El domingo, merced a la concentración de protesta que organizó Martorell Viu, pude contemplar la carnicería que están haciendo con su querido rio Anoia a la altura del pueblo, que ya denunciamos aquí.

A las personas que tenemos sensibilidad por nuestro medio, estas heridas en el paisaje y en sus moradores, animales y vegetales, las sentimos en primera persona. Ver un rio así, con sus orillas completamente arrasadas es como ver uno de esos fantasmagóricos bosques tras un incendio, o los peces flotando tras un vertido, es la viva representación de la ignominia con que el hombre trata a lo que le rodea.

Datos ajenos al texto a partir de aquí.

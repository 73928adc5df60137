use pretty_assertions::assert_eq;

use crate::{
    bson::{doc, Bson, Document, Timestamp},
    change_stream::{
        event::{ChangeStreamEvent, ChangeStreamNotification, OperationType, ResumeToken},
        ChangeStream,
    },
    error::{ErrorKind, RESUMABLE_CHANGE_STREAM_ERROR},
    options::ChangeStreamOptions,
    test::util::{
        command_error,
        cursor_reply,
        cursor_reply_with_token,
        event_client,
        get_more_reply,
        get_more_reply_with_token,
        network_error,
        EventBuffer,
        MockTransport,
    },
    transport::StreamDescription,
    Client,
};

const NS: &str = "db.coll";

fn change(n: i32) -> Document {
    doc! {
        "_id": { "_data": format!("event{}", n) },
        "operationType": "insert",
        "documentKey": { "_id": n },
        "fullDocument": { "_id": n },
    }
}

fn batch_token(n: i32) -> Document {
    doc! { "_data": format!("batch{}", n) }
}

fn event_token(n: i32) -> ResumeToken {
    ResumeToken(Bson::Document(doc! { "_data": format!("event{}", n) }))
}

fn token(doc: Document) -> ResumeToken {
    ResumeToken(Bson::Document(doc))
}

fn watch(
    client: &Client,
    options: Option<ChangeStreamOptions>,
) -> (
    ChangeStream<ChangeStreamEvent<Document>>,
    EventBuffer<ChangeStreamNotification>,
) {
    let notifications = EventBuffer::new();
    let mut options = options.unwrap_or_default();
    options.notification_handler = Some(notifications.handler());
    let stream = client
        .database("db")
        .collection::<Document>("coll")
        .watch(None, options);
    (stream, notifications)
}

fn token_changes(notifications: &EventBuffer<ChangeStreamNotification>) -> Vec<ResumeToken> {
    notifications.filter_map(|n| match n {
        ChangeStreamNotification::ResumeTokenChanged(token) => Some(token.clone()),
        _ => None,
    })
}

fn change_stream_stage(command: &Document) -> Document {
    command.get_array("pipeline").unwrap()[0]
        .as_document()
        .unwrap()
        .get_document("$changeStream")
        .unwrap()
        .clone()
}

#[tokio::test]
async fn nothing_is_sent_until_first_iteration() {
    let mock = MockTransport::new();
    mock.reply("aggregate", cursor_reply(NS, 42, vec![change(1)]));
    let (client, buffer) = event_client(&mock);

    let (mut stream, _) = watch(&client, None);
    assert!(buffer.started_command_names().is_empty());
    assert_eq!(stream.resume_token(), None);

    let event = stream.next().await.unwrap().unwrap();
    assert_eq!(event.operation_type, OperationType::Insert);
    assert_eq!(event.full_document, Some(doc! { "_id": 1 }));

    let aggregate = &mock.sent_named("aggregate")[0];
    assert_eq!(aggregate.body.get_str("aggregate").unwrap(), "coll");
    assert_eq!(change_stream_stage(&aggregate.body), doc! {});
}

#[tokio::test]
async fn empty_initial_batch_reports_both_batch_tokens() {
    let mock = MockTransport::new();
    mock.reply(
        "aggregate",
        cursor_reply_with_token(NS, 42, vec![], batch_token(1)),
    )
    .reply(
        "getMore",
        get_more_reply_with_token(NS, 42, vec![change(1)], batch_token(2)),
    );
    let (client, _) = event_client(&mock);
    let (mut stream, notifications) = watch(&client, None);

    stream.next().await.unwrap().unwrap();

    assert_eq!(stream.resume_token(), Some(token(batch_token(2))));
    assert_eq!(
        token_changes(&notifications),
        vec![token(batch_token(1)), token(batch_token(2))]
    );
}

#[tokio::test]
async fn partially_consumed_batch_uses_event_id() {
    let mock = MockTransport::new();
    mock.reply(
        "aggregate",
        cursor_reply_with_token(NS, 42, vec![change(1), change(2)], batch_token(1)),
    );
    let (client, _) = event_client(&mock);
    let (mut stream, _) = watch(&client, None);

    stream.next().await.unwrap().unwrap();
    assert_eq!(stream.resume_token(), Some(event_token(1)));

    stream.next().await.unwrap().unwrap();
    assert_eq!(stream.resume_token(), Some(token(batch_token(1))));
}

#[tokio::test]
async fn resume_token_only_moves_forward() {
    let mock = MockTransport::new();
    mock.reply(
        "aggregate",
        cursor_reply_with_token(NS, 42, vec![change(1), change(2)], batch_token(1)),
    )
    .reply(
        "getMore",
        get_more_reply_with_token(NS, 42, vec![change(3)], batch_token(2)),
    )
    .reply(
        "getMore",
        get_more_reply_with_token(NS, 42, vec![], batch_token(3)),
    );
    let (client, _) = event_client(&mock);
    let (mut stream, notifications) = watch(&client, None);

    let mut observed = Vec::new();
    for _ in 0..4 {
        stream.try_next().await.unwrap();
        observed.push(stream.resume_token().unwrap());
    }

    let expected = vec![
        event_token(1),
        token(batch_token(1)),
        token(batch_token(2)),
        token(batch_token(3)),
    ];
    assert_eq!(observed, expected);
    assert_eq!(token_changes(&notifications), expected);
}

#[tokio::test]
async fn resumes_after_network_error() {
    let mock = MockTransport::new();
    mock.reply("aggregate", cursor_reply(NS, 42, vec![change(1)]))
        .fail("getMore", network_error())
        .reply("aggregate", cursor_reply(NS, 43, vec![change(2)]));
    let (client, _) = event_client(&mock);
    let (mut stream, notifications) = watch(&client, None);

    assert_eq!(stream.next().await.unwrap().unwrap().id, event_token(1));
    assert_eq!(stream.next().await.unwrap().unwrap().id, event_token(2));

    let notifications = notifications.all();
    assert!(!notifications
        .iter()
        .any(|n| matches!(n, ChangeStreamNotification::Error(_))));
    assert!(notifications
        .iter()
        .any(|n| matches!(n, ChangeStreamNotification::Resumed { .. })));

    let aggregates = mock.sent_named("aggregate");
    assert_eq!(aggregates.len(), 2);
    let stage = change_stream_stage(&aggregates[1].body);
    assert_eq!(
        stage.get("resumeAfter"),
        Some(&Bson::Document(doc! { "_data": "event1" }))
    );
    assert!(!stage.contains_key("startAfter"));

    // The cursor that failed with a network error is not killed.
    assert_eq!(mock.count("killCursors"), 0);
}

#[tokio::test]
async fn resumes_on_labeled_server_error() {
    let mock = MockTransport::new();
    mock.reply("aggregate", cursor_reply(NS, 42, vec![change(1)]))
        .reply("getMore", command_error(91, &[RESUMABLE_CHANGE_STREAM_ERROR]))
        .reply("aggregate", cursor_reply(NS, 43, vec![change(2)]));
    let (client, _) = event_client(&mock);
    let (mut stream, _) = watch(&client, None);

    stream.next().await.unwrap();
    assert_eq!(stream.next().await.unwrap().unwrap().id, event_token(2));

    // The server may still hold the interrupted cursor.
    let kills = mock.sent_named("killCursors");
    assert_eq!(kills.len(), 1);
    assert_eq!(
        kills[0].body.get_array("cursors").unwrap(),
        &vec![Bson::Int64(42)]
    );
}

#[tokio::test]
async fn legacy_servers_resume_on_error_code() {
    let mock = MockTransport::with_description(
        StreamDescription::builder().max_wire_version(8).build(),
    );
    mock.reply("aggregate", cursor_reply(NS, 42, vec![change(1)]))
        .reply("getMore", command_error(189, &[]))
        .reply("aggregate", cursor_reply(NS, 43, vec![change(2)]));
    let (client, _) = event_client(&mock);
    let (mut stream, _) = watch(&client, None);

    stream.next().await.unwrap();
    assert_eq!(stream.next().await.unwrap().unwrap().id, event_token(2));
    assert_eq!(mock.count("aggregate"), 2);
}

#[tokio::test]
async fn non_resumable_error_closes_stream() {
    let mock = MockTransport::new();
    mock.reply("aggregate", cursor_reply(NS, 42, vec![change(1)]))
        .reply("getMore", command_error(280, &[]));
    let (client, _) = event_client(&mock);
    let (mut stream, notifications) = watch(&client, None);

    stream.next().await.unwrap();
    let error = stream.next().await.unwrap_err();
    assert_eq!(error.code(), Some(280));
    assert!(!stream.is_alive());
    assert_eq!(stream.next().await.unwrap(), None);

    let notifications = notifications.all();
    let tail: Vec<_> = notifications.iter().rev().take(2).collect();
    assert!(matches!(tail[0], ChangeStreamNotification::Closed));
    assert!(matches!(tail[1], ChangeStreamNotification::Error(_)));
    assert_eq!(mock.count("aggregate"), 1);
}

#[tokio::test]
async fn failed_initial_aggregate_is_not_resumed() {
    let mock = MockTransport::new();
    mock.fail("aggregate", network_error());
    let (client, _) = event_client(&mock);
    let (mut stream, _) = watch(&client, None);

    let error = stream.next().await.unwrap_err();
    assert!(error.is_network_error());
    assert_eq!(mock.count("aggregate"), 1);
    assert!(!stream.is_alive());
}

#[tokio::test]
async fn failed_resume_is_retried_on_next_call() {
    let mock = MockTransport::new();
    mock.reply("aggregate", cursor_reply(NS, 42, vec![change(1)]))
        .fail("getMore", network_error())
        .fail("aggregate", network_error())
        .reply("aggregate", cursor_reply(NS, 44, vec![change(2)]));
    let (client, _) = event_client(&mock);
    let (mut stream, _) = watch(&client, None);

    stream.next().await.unwrap();
    assert!(stream.next().await.unwrap_err().is_network_error());
    assert!(stream.is_alive());

    assert_eq!(stream.next().await.unwrap().unwrap().id, event_token(2));
    assert_eq!(mock.count("aggregate"), 3);
}

#[tokio::test]
async fn missing_resume_token_is_fatal() {
    let mock = MockTransport::new();
    mock.reply(
        "aggregate",
        cursor_reply(NS, 42, vec![doc! { "operationType": "insert" }]),
    );
    let (client, _) = event_client(&mock);
    let (mut stream, _) = watch(&client, None);

    let error = stream.next().await.unwrap_err();
    assert!(matches!(*error.kind, ErrorKind::MissingResumeToken));
    assert!(!stream.is_alive());
    assert_eq!(mock.count("killCursors"), 1);
}

#[tokio::test]
async fn close_is_idempotent() {
    let mock = MockTransport::new();
    mock.reply("aggregate", cursor_reply(NS, 42, vec![change(1), change(2)]));
    let (client, _) = event_client(&mock);
    let (mut stream, notifications) = watch(&client, None);

    stream.next().await.unwrap();
    stream.close().await;
    stream.close().await;

    assert_eq!(mock.count("killCursors"), 1);
    let closed = notifications
        .all()
        .into_iter()
        .filter(|n| matches!(n, ChangeStreamNotification::Closed))
        .count();
    assert_eq!(closed, 1);
    assert_eq!(stream.next().await.unwrap(), None);
}

#[tokio::test]
async fn start_after_is_kept_until_an_event_is_returned() {
    let mock = MockTransport::new();
    mock.reply("aggregate", cursor_reply(NS, 42, vec![]))
        .fail("getMore", network_error())
        .reply("aggregate", cursor_reply(NS, 43, vec![change(1)]))
        .fail("getMore", network_error())
        .reply("aggregate", cursor_reply(NS, 44, vec![change(2)]));
    let (client, _) = event_client(&mock);

    let start = doc! { "_data": "start" };
    let options = ChangeStreamOptions::builder()
        .start_after(token(start.clone()))
        .build();
    let (mut stream, _) = watch(&client, Some(options));

    assert_eq!(stream.next().await.unwrap().unwrap().id, event_token(1));
    assert_eq!(stream.next().await.unwrap().unwrap().id, event_token(2));

    let aggregates = mock.sent_named("aggregate");
    let first = change_stream_stage(&aggregates[0].body);
    assert_eq!(first.get_document("startAfter").unwrap(), &start);

    let second = change_stream_stage(&aggregates[1].body);
    assert_eq!(second.get_document("startAfter").unwrap(), &start);
    assert!(!second.contains_key("resumeAfter"));

    let third = change_stream_stage(&aggregates[2].body);
    assert_eq!(
        third.get_document("resumeAfter").unwrap(),
        &doc! { "_data": "event1" }
    );
    assert!(!third.contains_key("startAfter"));
}

#[tokio::test]
async fn resume_without_token_uses_initial_operation_time() {
    let operation_time = Timestamp {
        time: 100,
        increment: 2,
    };
    let mut initial = cursor_reply(NS, 42, vec![]);
    initial.insert("operationTime", operation_time);

    let mock = MockTransport::new();
    mock.reply("aggregate", initial)
        .fail("getMore", network_error())
        .reply("aggregate", cursor_reply(NS, 43, vec![change(1)]));
    let (client, _) = event_client(&mock);
    let (mut stream, _) = watch(&client, None);

    stream.next().await.unwrap();

    let aggregates = mock.sent_named("aggregate");
    let stage = change_stream_stage(&aggregates[1].body);
    assert_eq!(
        stage.get("startAtOperationTime"),
        Some(&Bson::Timestamp(operation_time))
    );
}

#[tokio::test]
async fn resume_reuses_explicit_session() {
    let mock = MockTransport::new();
    mock.reply("aggregate", cursor_reply(NS, 42, vec![change(1)]))
        .fail("getMore", network_error())
        .reply("aggregate", cursor_reply(NS, 43, vec![change(2)]));
    let (client, _) = event_client(&mock);
    let session = client.start_session(None).unwrap();

    let mut stream = client
        .database("db")
        .collection::<Document>("coll")
        .watch_with_session(None, None, &session);
    stream.next().await.unwrap();
    stream.next().await.unwrap();

    for aggregate in mock.sent_named("aggregate") {
        assert_eq!(aggregate.body.get_document("lsid").unwrap(), session.id());
    }
}

#[tokio::test]
async fn exhausted_cursor_closes_stream() {
    let mock = MockTransport::new();
    mock.reply("aggregate", cursor_reply(NS, 42, vec![change(1)]))
        .reply("getMore", get_more_reply(NS, 0, vec![]));
    let (client, _) = event_client(&mock);
    let (mut stream, notifications) = watch(&client, None);

    stream.next().await.unwrap();
    assert_eq!(stream.next().await.unwrap(), None);
    assert!(!stream.is_alive());
    assert!(notifications
        .all()
        .iter()
        .any(|n| matches!(n, ChangeStreamNotification::Closed)));
    assert_eq!(mock.count("killCursors"), 0);
}

#[tokio::test]
async fn client_watch_targets_admin() {
    let mock = MockTransport::new();
    mock.reply("aggregate", cursor_reply("admin.$cmd.aggregate", 0, vec![]));
    let (client, _) = event_client(&mock);

    let mut stream = client.watch(None, None);
    assert_eq!(stream.next().await.unwrap(), None);

    let aggregate = &mock.sent_named("aggregate")[0];
    assert_eq!(aggregate.db, "admin");
    assert_eq!(aggregate.body.get_i32("aggregate").unwrap(), 1);
    assert!(change_stream_stage(&aggregate.body)
        .get_bool("allChangesForCluster")
        .unwrap());
}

Este pueblo, que en su origen debió fundarse en ese enclave privilegiado que es la desembocadura del Anoia en el Llobregat, se construyó en su valle, de cara al rio, respetándolo y no desafiando sus embates en forma de crecidas. Su perfil indomable, su cauce lleno de vida, se podía ver hasta hace bien poco a los pies del pueblo. Sin embargo ahora le pretende dar la espalda, metiéndolo bajo cemento para poder construir encima. El pueblo que vivió del rio ahora pretende someterlo con la arrogancia de un niño que le levanta la mano al padre. Triste soberbia la del hombre, empeñado en redibujar los mapas, en domeñar la naturaleza… En mi infancia me leían aquel cuento en que unos niños perdidos en el bosque se guiaban por un riachuelo, con la seguridad de que éste les conduciría a salvo a una aldea. Los rios nos lo han dado todo, agua, alimento, juego, emociones… En un momento maldito de la historia pasaron a ser sólo grifos de agua y alcantarillas. Neciamente pensaba que esa incultura del agua de los años más negros del desarrollismo, estaba superada…

En el censo de aves invernantes pude también comprobar un trato semejante al rio Llobregat a la altura de Sant Boi, un lugar otrora lleno de vida. Orillas destrozadas como tras un cataclismo nuclear, en aras de la “recuperación” del rio. Algo similar me han contado que ha pasado en el Estany de Sils, otro espacio natural que solía frecuentar. Esto lo sé de oidas, porque me han dicho que mejor no vaya a verlo…

Hay muchas noticias en los medios en las que nos hablan de catástrofes naturales, avenidas, inundaciones, no son éstas catástrofes naturales sino humanas, fruto de despropósitos como canalizar y acortar los rios, no respetar sus zonas de inundación temporal, y la erosión y la falta de retención del suelo cuando arramblamos con la vegetación, cuando construimos sobre la tierra que debería absober el agua y reponer nuestros maltrechos acuíferos. Así pues, llamémoslas por su nombre.